Sea levels will rise over the century by around half a metre; snow will disappear from all but the highest mountains; deserts will spread; oceans will become acidic, leading to the destruction of coral reefs and atolls; and deadly heat waves will become more prevalent. The impact will be catastrophic, forcing hundreds of millions of people to flee their devastated homelands, particularly in tropical low lying areas, while creating waves of immigrants whose movements will strain the economies of even the most affluent countries.6

Although China consumes only 2 barrels of oil per person per year compared to the 28 barrels per person consumed in the US,7 it is expected to pass the US

as the largest emitter of greenhouse gases in 2008.8 And if we look a little further ahead, the share of carbon dioxide emitted by emerging markets is projected to increase to 70 per cent by 2025, much of this from the growth in fossil fuel power plants in Asia.9

Such projections are no longer lost on the populations and policymakers of the industrialized world.

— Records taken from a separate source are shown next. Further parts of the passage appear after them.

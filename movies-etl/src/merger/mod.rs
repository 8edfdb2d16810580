//! Merger module for the movies ETL pipeline.
//!
//! Turns a page of film ids into denormalized film aggregates with a single
//! grouped join per page.

use std::sync::Arc;

use movies_etl_repository::CatalogRepository;
use tracing::{debug, Instrument, Span};
use uuid::Uuid;

use crate::errors::IngestError;
use crate::processor::{AggregateBatch, MovieTransformer};
use crate::stats::PipelineStats;

/// Film ids whose documents must be rebuilt.
#[derive(Debug, Clone, Default)]
pub struct RootBatch {
    pub film_ids: Vec<Uuid>,
}

/// Merger stage.
pub struct Merger {
    catalog: Arc<dyn CatalogRepository>,
    next: MovieTransformer,
    page_size: usize,
    stats: Arc<PipelineStats>,
    span: Span,
}

impl Merger {
    pub fn new(
        catalog: Arc<dyn CatalogRepository>,
        next: MovieTransformer,
        page_size: usize,
        stats: Arc<PipelineStats>,
        span: Span,
    ) -> Self {
        Self {
            catalog,
            next,
            page_size: page_size.max(1),
            stats,
            span,
        }
    }

    /// Merge the films of `batch` page by page and push each page downstream.
    ///
    /// Returns `Ok(true)` only if every page was fully indexed.
    pub async fn push(&self, batch: RootBatch) -> Result<bool, IngestError> {
        self.merge(batch).instrument(self.span.clone()).await
    }

    async fn merge(&self, batch: RootBatch) -> Result<bool, IngestError> {
        let mut all_indexed = true;

        for film_ids in batch.film_ids.chunks(self.page_size) {
            let rows = self.catalog.aggregate_rows(film_ids).await?;
            self.stats.record_merged(rows.len());
            debug!(
                requested = film_ids.len(),
                merged = rows.len(),
                "Merged film aggregates"
            );

            if !self.next.push(AggregateBatch { rows }).await? {
                all_indexed = false;
            }
        }

        Ok(all_indexed)
    }
}
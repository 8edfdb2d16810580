//! Search index error types.
//!
//! Covers every way a write to the `movies` index can go wrong, from an
//! unreachable node to a single film document rejected by the mapping.

use thiserror::Error;

/// Errors returned by a `SearchIndexProvider`.
///
/// Only `ConnectionError` is transient: it means the search engine could not be
/// reached at all, and the caller should abort and retry later.
#[derive(Debug, Clone, Error)]
pub enum SearchIndexError {
    /// Bad provider input, such as an unparsable URL or index schema.
    #[error("Validation error: {0}")]
    ValidationError(String),

    /// Failed to reach the search index backend.
    #[error("Connection error: {0}")]
    ConnectionError(String),

    /// A film document was rejected, e.g. by the strict mapping.
    #[error("Index error: {0}")]
    IndexError(String),

    /// The bulk request was rejected as a whole.
    #[error("Bulk index error: {0}")]
    BulkIndexError(String),

    /// Failed to create the search index.
    #[error("Index creation error: {0}")]
    IndexCreationError(String),

    /// A response or schema file was not the expected JSON.
    #[error("Parse error: {0}")]
    ParseError(String),
}

impl SearchIndexError {
    /// Create a validation error.
    pub fn validation(msg: impl Into<String>) -> Self {
        Self::ValidationError(msg.into())
    }

    /// Create a connection error.
    pub fn connection(msg: impl Into<String>) -> Self {
        Self::ConnectionError(msg.into())
    }

    /// Create an index error.
    pub fn index(msg: impl Into<String>) -> Self {
        Self::IndexError(msg.into())
    }

    /// Create a bulk index error.
    pub fn bulk_index(msg: impl Into<String>) -> Self {
        Self::BulkIndexError(msg.into())
    }

    /// Create an index creation error.
    pub fn index_creation(msg: impl Into<String>) -> Self {
        Self::IndexCreationError(msg.into())
    }

    /// Create a parse error.
    pub fn parse(msg: impl Into<String>) -> Self {
        Self::ParseError(msg.into())
    }

    /// Whether the error means the backend was unreachable.
    pub fn is_transient(&self) -> bool {
        matches!(self, Self::ConnectionError(_))
    }
}
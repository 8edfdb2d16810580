//! # Movies ETL Shared
//!
//! This crate defines the data structures passed between the stages of the
//! movies search ETL: changed-row markers read from the relational catalog,
//! denormalized film aggregates, and the documents written to the search index.

pub mod types;

pub use types::aggregate::{AggregateRow, FilmType, GenreRef, Participation, PersonRef, Role};
pub use types::changes::{ChangedRow, PageCursor, TrackedTable};
pub use types::movie_document::MovieDocument;
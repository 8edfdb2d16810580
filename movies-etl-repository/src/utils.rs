//! Utility functions for the movies ETL repository.

/// Validate an SQL identifier that is interpolated into queries.
///
/// Identifiers (such as the catalog schema name) must be non-empty and contain
/// only ASCII alphanumeric characters and underscores, and must not start with
/// a digit.
///
/// # Example
///
/// ```
/// use movies_etl_repository::validate_identifier;
///
/// assert!(validate_identifier("content").is_ok());
/// assert!(validate_identifier("content; DROP TABLE film_work").is_err());
/// ```
pub fn validate_identifier(identifier: &str) -> Result<(), String> {
    if identifier.is_empty() {
        return Err("Identifier cannot be empty".to_string());
    }

    if identifier.starts_with(|c: char| c.is_ascii_digit()) {
        return Err(format!("Identifier '{}' cannot start with a digit", identifier));
    }

    if !identifier
        .chars()
        .all(|c| c.is_ascii_alphanumeric() || c == '_')
    {
        return Err(format!(
            "Identifier '{}' contains invalid characters. Only alphanumeric characters and underscores are allowed",
            identifier
        ));
    }

    Ok(())
}
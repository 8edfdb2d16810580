//! Movies ETL Main Entry Point
//!
//! Syncs changed rows of the movie catalog into the search index until the
//! process is stopped or the retry budget is exhausted.

use dotenv::dotenv;
use movies_etl::config::LogFormat;
use movies_etl::{Dependencies, EtlConfig, IndexingError};
use tracing::{error, info};
use tracing_subscriber::{layer::SubscriberExt, util::SubscriberInitExt, EnvFilter};

/// Initialize tracing/logging.
fn init_tracing(format: LogFormat) {
    let filter = EnvFilter::try_from_default_env()
        .unwrap_or_else(|_| EnvFilter::new("movies_etl=info,movies_etl_repository=info"));

    match format {
        LogFormat::Json => {
            tracing_subscriber::registry()
                .with(filter)
                .with(
                    tracing_subscriber::fmt::layer()
                        .json()
                        .with_target(true)
                        .with_thread_ids(true),
                )
                .init();

            info!(
                service_name = "movies-etl",
                service_version = env!("CARGO_PKG_VERSION"),
                "Tracing initialized with JSON format"
            );
        }
        LogFormat::Pretty => {
            tracing_subscriber::registry()
                .with(filter)
                .with(tracing_subscriber::fmt::layer().with_target(true).pretty())
                .init();

            info!(
                service_name = "movies-etl",
                service_version = env!("CARGO_PKG_VERSION"),
                "Tracing initialized with console output"
            );
        }
    }
}

#[tokio::main]
async fn main() -> Result<(), IndexingError> {
    // Load environment variables from .env file
    dotenv().ok();

    let config = EtlConfig::from_env()?;
    init_tracing(config.log_format);

    info!("Starting movies ETL");

    let deps = match Dependencies::new(&config).await {
        Ok(deps) => {
            info!("Dependencies initialized successfully");
            deps
        }
        Err(e) => {
            error!(error = %e, "Failed to initialize dependencies");
            return Err(e);
        }
    };

    tokio::select! {
        result = deps.orchestrator.run() => match result {
            Ok(()) => {
                info!("Movies ETL completed successfully");
                Ok(())
            }
            Err(e) => {
                error!(error = %e, "Movies ETL failed");
                Err(e.into())
            }
        },
        _ = tokio::signal::ctrl_c() => {
            info!("Received shutdown signal");
            Ok(())
        }
    }
}
//! Request and response types for search index operations.

use crate::errors::SearchIndexError;

/// Result of a batch operation for a single document.
///
/// This struct represents the outcome of one item within a bulk request. It
/// indicates whether the write succeeded and includes error details if it failed.
#[derive(Debug, Clone)]
pub struct BatchOperationResult {
    /// The document id.
    pub document_id: String,
    /// Whether the operation succeeded.
    pub success: bool,
    /// Error if the operation failed.
    pub error: Option<SearchIndexError>,
}

/// Summary of a batch operation containing aggregate statistics and individual results.
///
/// This struct provides a complete overview of a bulk operation, including the total
/// number of items processed, how many succeeded and failed, and detailed results for
/// each individual item.
#[derive(Debug, Clone)]
pub struct BatchOperationSummary {
    /// Total number of items in the batch.
    pub total: usize,
    /// Number of successful operations.
    pub succeeded: usize,
    /// Number of failed operations.
    pub failed: usize,
    /// Individual results for each item.
    pub results: Vec<BatchOperationResult>,
}

impl BatchOperationSummary {
    /// Build a summary from per-document results.
    pub fn from_results(results: Vec<BatchOperationResult>) -> Self {
        let succeeded = results.iter().filter(|r| r.success).count();
        Self {
            total: results.len(),
            succeeded,
            failed: results.len() - succeeded,
            results,
        }
    }

    /// True only if no document in the batch failed.
    pub fn is_complete_success(&self) -> bool {
        self.failed == 0
    }
}

#[cfg(test)]
mod tests {
    use super::*;

    #[test]
    fn test_from_results_counts_failures() {
        let summary = BatchOperationSummary::from_results(vec![
            BatchOperationResult {
                document_id: "a".to_string(),
                success: true,
                error: None,
            },
            BatchOperationResult {
                document_id: "b".to_string(),
                success: false,
                error: Some(SearchIndexError::index("mapper_parsing_exception")),
            },
        ]);

        assert_eq!(summary.total, 2);
        assert_eq!(summary.succeeded, 1);
        assert_eq!(summary.failed, 1);
        assert!(!summary.is_complete_success());
    }

    #[test]
    fn test_empty_summary_is_success() {
        assert!(BatchOperationSummary::from_results(Vec::new()).is_complete_success());
    }
}
//! OpenSearch provider implementation.
//!
//! This module provides the concrete implementation of `SearchIndexProvider`
//! using the OpenSearch Rust crate. The same REST surface is served by
//! Elasticsearch, so the provider works against either backend.

use async_trait::async_trait;
use movies_etl_shared::MovieDocument;
use opensearch::{
    http::transport::{SingleNodeConnectionPool, TransportBuilder},
    indices::{IndicesCreateParts, IndicesExistsParts},
    BulkOperation, BulkParts, OpenSearch,
};
use serde_json::Value;
use tracing::{debug, error, info, warn};
use url::Url;

use crate::errors::SearchIndexError;
use crate::interfaces::SearchIndexProvider;
use crate::opensearch::index_config::IndexConfig;
use crate::types::{BatchOperationResult, BatchOperationSummary};

/// OpenSearch provider implementation.
///
/// # Example
///
/// ```ignore
/// use movies_etl_repository::opensearch::IndexConfig;
/// let config = IndexConfig::new("movies");
/// let provider = OpenSearchProvider::new("http://localhost:9200", config).await?;
///
/// provider.ensure_index_exists().await?;
/// let summary = provider.bulk_upsert_documents(&documents).await?;
/// assert!(summary.is_complete_success());
/// ```
pub struct OpenSearchProvider {
    client: OpenSearch,
    index_config: IndexConfig,
}

impl OpenSearchProvider {
    /// Create a new OpenSearch provider connected to the specified URL.
    ///
    /// No request is sent here; an unreachable server surfaces on the first call.
    ///
    /// # Arguments
    ///
    /// * `url` - The server URL (e.g., "http://localhost:9200")
    /// * `index_config` - The index name and creation settings
    ///
    /// # Returns
    ///
    /// * `Ok(OpenSearchProvider)` - A new provider instance
    /// * `Err(SearchIndexError)` - If the URL is invalid or transport setup fails
    pub async fn new(url: &str, index_config: IndexConfig) -> Result<Self, SearchIndexError> {
        let parsed_url =
            Url::parse(url).map_err(|e| SearchIndexError::validation(e.to_string()))?;

        let conn_pool = SingleNodeConnectionPool::new(parsed_url);
        let transport = TransportBuilder::new(conn_pool)
            .disable_proxy()
            .build()
            .map_err(|e| SearchIndexError::connection(e.to_string()))?;

        let client = OpenSearch::new(transport);

        info!(
            url = %url,
            index = %index_config.name,
            "Created OpenSearch provider"
        );

        Ok(Self {
            client,
            index_config,
        })
    }

    /// Name of the index this provider writes to.
    pub fn index_name(&self) -> &str {
        &self.index_config.name
    }

    async fn create_index(&self) -> Result<(), SearchIndexError> {
        let response = self
            .client
            .indices()
            .create(IndicesCreateParts::Index(&self.index_config.name))
            .body(self.index_config.settings.clone())
            .send()
            .await
            .map_err(|e| SearchIndexError::connection(e.to_string()))?;

        let status = response.status_code();
        if !status.is_success() {
            let error_body = response.text().await.unwrap_or_default();
            // Another process may have created it between the check and the create.
            if error_body.contains("resource_already_exists_exception") {
                warn!(index = %self.index_config.name, "Index was created concurrently");
                return Ok(());
            }
            error!(status = %status, body = %error_body, "Index creation failed");
            return Err(SearchIndexError::index_creation(format!(
                "Create index failed with status {}: {}",
                status, error_body
            )));
        }

        info!(index = %self.index_config.name, "Created search index");
        Ok(())
    }
}

/// Turn a bulk API response body into per-document outcomes.
///
/// Every entry of `items` holds exactly one action object (`index` here) with
/// the document `_id`, its `status`, and an `error` object when rejected.
pub(crate) fn parse_bulk_response(body: &Value) -> Result<BatchOperationSummary, SearchIndexError> {
    let items = body
        .get("items")
        .and_then(Value::as_array)
        .ok_or_else(|| SearchIndexError::parse("Bulk response has no items array"))?;

    let mut results = Vec::with_capacity(items.len());
    for item in items {
        let outcome = item
            .as_object()
            .and_then(|actions| actions.values().next())
            .ok_or_else(|| SearchIndexError::parse(format!("Malformed bulk item: {}", item)))?;

        let document_id = outcome
            .get("_id")
            .and_then(Value::as_str)
            .unwrap_or_default()
            .to_string();
        let status = outcome.get("status").and_then(Value::as_u64).unwrap_or(0);

        let error = match outcome.get("error") {
            Some(err) if !err.is_null() => {
                let reason = err
                    .get("reason")
                    .and_then(Value::as_str)
                    .map(str::to_string)
                    .unwrap_or_else(|| err.to_string());
                let kind = err.get("type").and_then(Value::as_str).unwrap_or("error");
                Some(SearchIndexError::index(format!("{}: {}", kind, reason)))
            }
            _ if !(200..300).contains(&status) => Some(SearchIndexError::index(format!(
                "Document rejected with status {}",
                status
            ))),
            _ => None,
        };

        results.push(BatchOperationResult {
            document_id,
            success: error.is_none(),
            error,
        });
    }

    Ok(BatchOperationSummary::from_results(results))
}

#[async_trait]
impl SearchIndexProvider for OpenSearchProvider {
    /// Check for the index and create it with the configured settings when absent.
    async fn ensure_index_exists(&self) -> Result<(), SearchIndexError> {
        let response = self
            .client
            .indices()
            .exists(IndicesExistsParts::Index(&[self.index_config.name.as_str()]))
            .send()
            .await
            .map_err(|e| SearchIndexError::connection(e.to_string()))?;

        match response.status_code().as_u16() {
            200 => {
                debug!(index = %self.index_config.name, "Search index already exists");
                Ok(())
            }
            404 => self.create_index().await,
            other => Err(SearchIndexError::index_creation(format!(
                "Unexpected status {} checking index {}",
                other, self.index_config.name
            ))),
        }
    }

    /// Write all documents in one bulk request.
    ///
    /// # Arguments
    ///
    /// * `documents` - Documents to insert or replace
    ///
    /// # Returns
    ///
    /// * `Ok(BatchOperationSummary)` - Per-document outcomes; rejected documents are
    ///   counted as failed, not returned as an error
    /// * `Err(SearchIndexError)` - `ConnectionError` if the server was unreachable,
    ///   `BulkIndexError` if the request as a whole was refused
    async fn bulk_upsert_documents(
        &self,
        documents: &[MovieDocument],
    ) -> Result<BatchOperationSummary, SearchIndexError> {
        if documents.is_empty() {
            return Ok(BatchOperationSummary::from_results(Vec::new()));
        }

        let operations: Vec<BulkOperation<&MovieDocument>> = documents
            .iter()
            .map(|doc| BulkOperation::index(doc).id(doc.document_id()).into())
            .collect();

        debug!(
            index = %self.index_config.name,
            documents = operations.len(),
            "Sending bulk request"
        );

        let response = self
            .client
            .bulk(BulkParts::Index(&self.index_config.name))
            .body(operations)
            .send()
            .await
            .map_err(|e| SearchIndexError::connection(e.to_string()))?;

        let status = response.status_code();
        if !status.is_success() {
            let error_body = response.text().await.unwrap_or_default();
            error!(status = %status, body = %error_body, "Bulk request failed");
            return Err(SearchIndexError::bulk_index(format!(
                "Bulk request failed with status {}: {}",
                status, error_body
            )));
        }

        let body: Value = response
            .json()
            .await
            .map_err(|e| SearchIndexError::parse(e.to_string()))?;
        let summary = parse_bulk_response(&body)?;

        if summary.failed > 0 {
            warn!(
                index = %self.index_config.name,
                total = summary.total,
                failed = summary.failed,
                "Bulk request had rejected documents"
            );
        }

        Ok(summary)
    }
}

As The New York Times reported, the climate change spotlight is shifting to emerging markets such as China and India, 'representing a combined population of 2.3 billion and both economies growing at a pace about 9 per cent a year', where it has become clear that 'allowing them to pollute as much as Western countries would have catastrophic effects on the environment'.10

For emerging markets, this concern with the environment, and climate change, comes at just the wrong time. Just when technology and capital has started to flow like never before - enabling them to develop their economies and lift their populations out of poverty - the world has suddenly become concerned with their energy consumption and consequent emissions. This simply does not fit with the dominant development paradigm, which has been 'grow first, clean up later'.11

Not surprisingly, the response from many emerging market governments has been to push back. They make their case on three levels. The first is that the industrialized world is historically responsible for 75 per cent of the existing excess of greenhouse gases above pre-industrial levels. Also, per capita emissions in emerging markets are a fraction of those in the industrialized world. Finally, emerging markets have less money than the industrialized world to pay for the required transformation. In an article entitled 'China says rich countries should take lead on global warming' an official makes it plain that 'as a developing country that's growing rapidly and has a big population, to thoroughly transform the energy structure and use renewable energy would need a lot of money'.12

Of course, the reality is that our shared climate will not respond to sensible arguments about historical responsibility, per capita consumption or fairness in terms of the global distribution of wealth. It will respond to aggregate levels of carbon dioxide emissions. And yet, at the same time, emerging markets cannot be asked to rein in their economies, just as the benefits of growth start to trickle down. This proposal would be as unacceptable in Beijing or Delhi as it is in London or Washington, DC. So what is the world to do?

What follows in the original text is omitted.